Insurance is mathematically a negative expected value proposition by definition — insurers profit from the difference between collected premiums and paid claims. The rational reason to buy insurance is not to "win" financially on average, but to transfer risk you cannot afford to absorb. The question is not "do I expect to make a claim?" but "could I financially survive this loss without insurance?".
Self-insurance (not buying cover and retaining the risk yourself) is rational when: the maximum potential loss is affordable without financial hardship, the premium is high relative to expected claims, and you have sufficient savings to absorb the loss. Example: travel insurance for a £500 trip you can afford to lose — probably rational to self-insure if healthy. Travel insurance for a £5,000 trip with £150 medical cover — essential. The size of the potential loss relative to your savings determines whether self-insurance is sensible.
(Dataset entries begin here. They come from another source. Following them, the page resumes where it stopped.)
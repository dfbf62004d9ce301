// src/lib.rs
// Public library surface for the binaries and integration tests.

pub mod api;
pub mod classifier;
pub mod config;
pub mod dataset;
pub mod features;
pub mod ingest;
pub mod label;
pub mod metrics;
pub mod normalize;
pub mod sentiment;
pub mod store;

// ---- Re-exports for stable public API ----
// Router assembly both ways: `crate_root::api::create_router` and `crate_root::create_router`.
pub use crate::api::{create_router, AppState};
pub use crate::classifier::{BaselineClassifier, ReceptionClassifier};
pub use crate::features::{FeatureAssembler, FeatureVector, FEATURE_COLUMNS};
pub use crate::label::Label;
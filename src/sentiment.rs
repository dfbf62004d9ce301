//! # Sentiment Scorer
//!
//! Lexicon-based polarity scoring that yields the four-part profile
//! `(neg, neu, pos, compound)` consumed by the feature pipeline. The lexicon
//! ships with the crate, so the same input always maps to the same scores on
//! every host, at training time and at serving time.
//!
//! Score semantics:
//! - empty input (no tokens) → all four components are 0,
//! - tokens present but none in the lexicon → `neu = 1.0`, everything else 0
//!   (downstream uses this signature as a foreign/empty-text heuristic),
//! - `compound` is the normalized sum of valences, bounded to `[-1, 1]`.

use once_cell::sync::Lazy;
use serde::{Deserialize, Serialize};
use std::collections::HashMap;

static LEXICON: Lazy<HashMap<String, f64>> = Lazy::new(|| {
    let raw = include_str!("../sentiment_lexicon.json");
    serde_json::from_str::<HashMap<String, f64>>(raw).expect("valid sentiment lexicon")
});

/// Dampens the compound sum; larger values flatten the curve.
const COMPOUND_ALPHA: f64 = 15.0;

/// Polarity profile of one piece of text.
///
/// `neg`, `neu` and `pos` are mass ratios in `[0, 1]` that sum to ~1 for any
/// non-empty input; `compound` is the bounded overall valence.
#[derive(Debug, Clone, Copy, PartialEq, Serialize, Deserialize)]
pub struct SentimentScores {
    pub neg: f64,
    pub neu: f64,
    pub pos: f64,
    pub compound: f64,
}

impl SentimentScores {
    pub const ZERO: SentimentScores = SentimentScores {
        neg: 0.0,
        neu: 0.0,
        pos: 0.0,
        compound: 0.0,
    };
}

#[derive(Debug, Clone, Default)]
pub struct SentimentAnalyzer;

impl SentimentAnalyzer {
    pub fn new() -> Self {
        Self
    }

    /// Lexicon valence for a word (0.0 when the word is unknown).
    #[inline]
    fn word_valence(&self, w: &str) -> f64 {
        *LEXICON.get(w).unwrap_or(&0.0)
    }

    /// Score one piece of text into the four-part profile.
    ///
    /// Negation: a negator within the preceding 1..=3 tokens inverts the sign
    /// of a word's lexicon valence ("not good" counts against "good").
    pub fn polarity_scores(&self, text: &str) -> SentimentScores {
        let tokens: Vec<String> = tokenize(text).collect();
        if tokens.is_empty() {
            return SentimentScores::ZERO;
        }

        let mut sum = 0.0f64;
        let mut pos_mass = 0.0f64;
        let mut neg_mass = 0.0f64;
        let mut neu_count = 0usize;

        for i in 0..tokens.len() {
            let w = tokens[i].as_str();
            let base = self.word_valence(w);
            if base == 0.0 {
                neu_count += 1;
                continue;
            }

            let negated = (1..=3).any(|k| i >= k && is_negator(tokens[i - k].as_str()));
            let valence = if negated { -base } else { base };

            sum += valence;
            if valence > 0.0 {
                // +1 keeps single weak words from saturating the ratio.
                pos_mass += valence + 1.0;
            } else {
                neg_mass += valence.abs() + 1.0;
            }
        }

        // Every token lands in exactly one bucket, so total >= 1 here.
        let total = pos_mass + neg_mass + neu_count as f64;

        SentimentScores {
            neg: round3(neg_mass / total),
            neu: round3(neu_count as f64 / total),
            pos: round3(pos_mass / total),
            compound: round4(normalize_compound(sum)),
        }
    }
}

/// Bound the raw valence sum to `(-1, 1)`.
fn normalize_compound(sum: f64) -> f64 {
    let norm = sum / (sum * sum + COMPOUND_ALPHA).sqrt();
    norm.clamp(-1.0, 1.0)
}

/// Alphanumeric tokens, lower-cased. Apostrophes split ("don't" → "don", "t"),
/// which is why `is_negator` matches the collapsed forms produced by the
/// shared text cleaner.
fn tokenize(s: &str) -> impl Iterator<Item = String> + '_ {
    s.split(|c: char| !c.is_alphanumeric())
        .filter(|t| !t.is_empty())
        .map(|t| t.to_ascii_lowercase())
}

/// Negator set over cleaned tokens (punctuation already stripped).
fn is_negator(tok: &str) -> bool {
    matches!(
        tok,
        "not"
            | "no"
            | "never"
            | "neither"
            | "nor"
            | "nothing"
            | "nobody"
            | "cannot"
            | "cant"
            | "dont"
            | "doesnt"
            | "didnt"
            | "isnt"
            | "wasnt"
            | "arent"
            | "wont"
            | "aint"
            | "without"
    )
}

fn round3(x: f64) -> f64 {
    (x * 1000.0).round() / 1000.0
}

fn round4(x: f64) -> f64 {
    (x * 10000.0).round() / 10000.0
}

#[cfg(test)]
mod tests {
    use super::*;

    fn approx(a: f64, b: f64) -> bool {
        (a - b).abs() < 1e-9
    }

    #[test]
    fn empty_text_scores_all_zero() {
        let a = SentimentAnalyzer::new();
        for s in ["", "   ", "\n\t", "!!! ... ???"] {
            let out = a.polarity_scores(s);
            assert_eq!(out, SentimentScores::ZERO, "expected zeros for {s:?}");
        }
    }

    #[test]
    fn unknown_words_are_fully_neutral() {
        let a = SentimentAnalyzer::new();
        let out = a.polarity_scores("zxqv flurble grindle plombus");
        assert!(approx(out.neu, 1.0), "neu should be 1.0, got {}", out.neu);
        assert!(approx(out.neg, 0.0));
        assert!(approx(out.pos, 0.0));
        assert!(approx(out.compound, 0.0));
    }

    #[test]
    fn positive_text_has_positive_compound() {
        let a = SentimentAnalyzer::new();
        let out = a.polarity_scores("this video is awesome i love it");
        assert!(out.compound > 0.3, "compound {} too low", out.compound);
        assert!(out.pos > out.neg);
    }

    #[test]
    fn negative_text_has_negative_compound() {
        let a = SentimentAnalyzer::new();
        let out = a.polarity_scores("terrible clickbait trash waste of time");
        assert!(out.compound < -0.3, "compound {} too high", out.compound);
        assert!(out.neg > out.pos);
    }

    #[test]
    fn negation_flips_polarity() {
        let a = SentimentAnalyzer::new();
        let plain = a.polarity_scores("this is good");
        let negated = a.polarity_scores("this is not good");
        assert!(plain.compound > 0.0);
        assert!(negated.compound < 0.0);
        // "dont" is what the cleaner leaves of "don't".
        let collapsed = a.polarity_scores("i dont like this");
        assert!(collapsed.compound < 0.0);
    }

    #[test]
    fn negation_window_is_at_most_three_tokens() {
        let a = SentimentAnalyzer::new();
        // Four tokens between the negator and the scored word: out of range.
        let far = a.polarity_scores("not a b c d good");
        assert!(far.compound > 0.0, "negator beyond window must not flip");
    }

    #[test]
    fn compound_is_bounded() {
        let a = SentimentAnalyzer::new();
        let many = "awesome amazing perfect brilliant excellent ".repeat(40);
        let out = a.polarity_scores(&many);
        assert!(out.compound <= 1.0 && out.compound >= -1.0);
        assert!(out.compound > 0.95, "long praise should approach 1.0");
    }

    #[test]
    fn mass_ratios_sum_to_one_for_mixed_text() {
        let a = SentimentAnalyzer::new();
        let out = a.polarity_scores("great video but terrible audio somehow");
        let total = out.neg + out.neu + out.pos;
        assert!((total - 1.0).abs() < 5e-3, "ratios sum to {total}");
        assert!(out.neg > 0.0 && out.pos > 0.0 && out.neu > 0.0);
    }

    #[test]
    fn scoring_is_deterministic() {
        let a = SentimentAnalyzer::new();
        let s = "i loved the editing but the ending was disappointing";
        let first = a.polarity_scores(s);
        for _ in 0..5 {
            assert_eq!(a.polarity_scores(s), first);
        }
    }
}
Insurance may not be worth buying when: (1) The maximum loss is affordable without financial hardship; (2) The premium is very high relative to the risk (excess warranty contracts are often extremely poor value); (3) You would never claim due to excess level or experience. Extended warranties on appliances, phone insurance on older phones, and excess waivers on car hire are commonly cited as poor value insurance products. Use the expected value test: if annual premium significantly exceeds claim probability × net payout, consider self-insuring.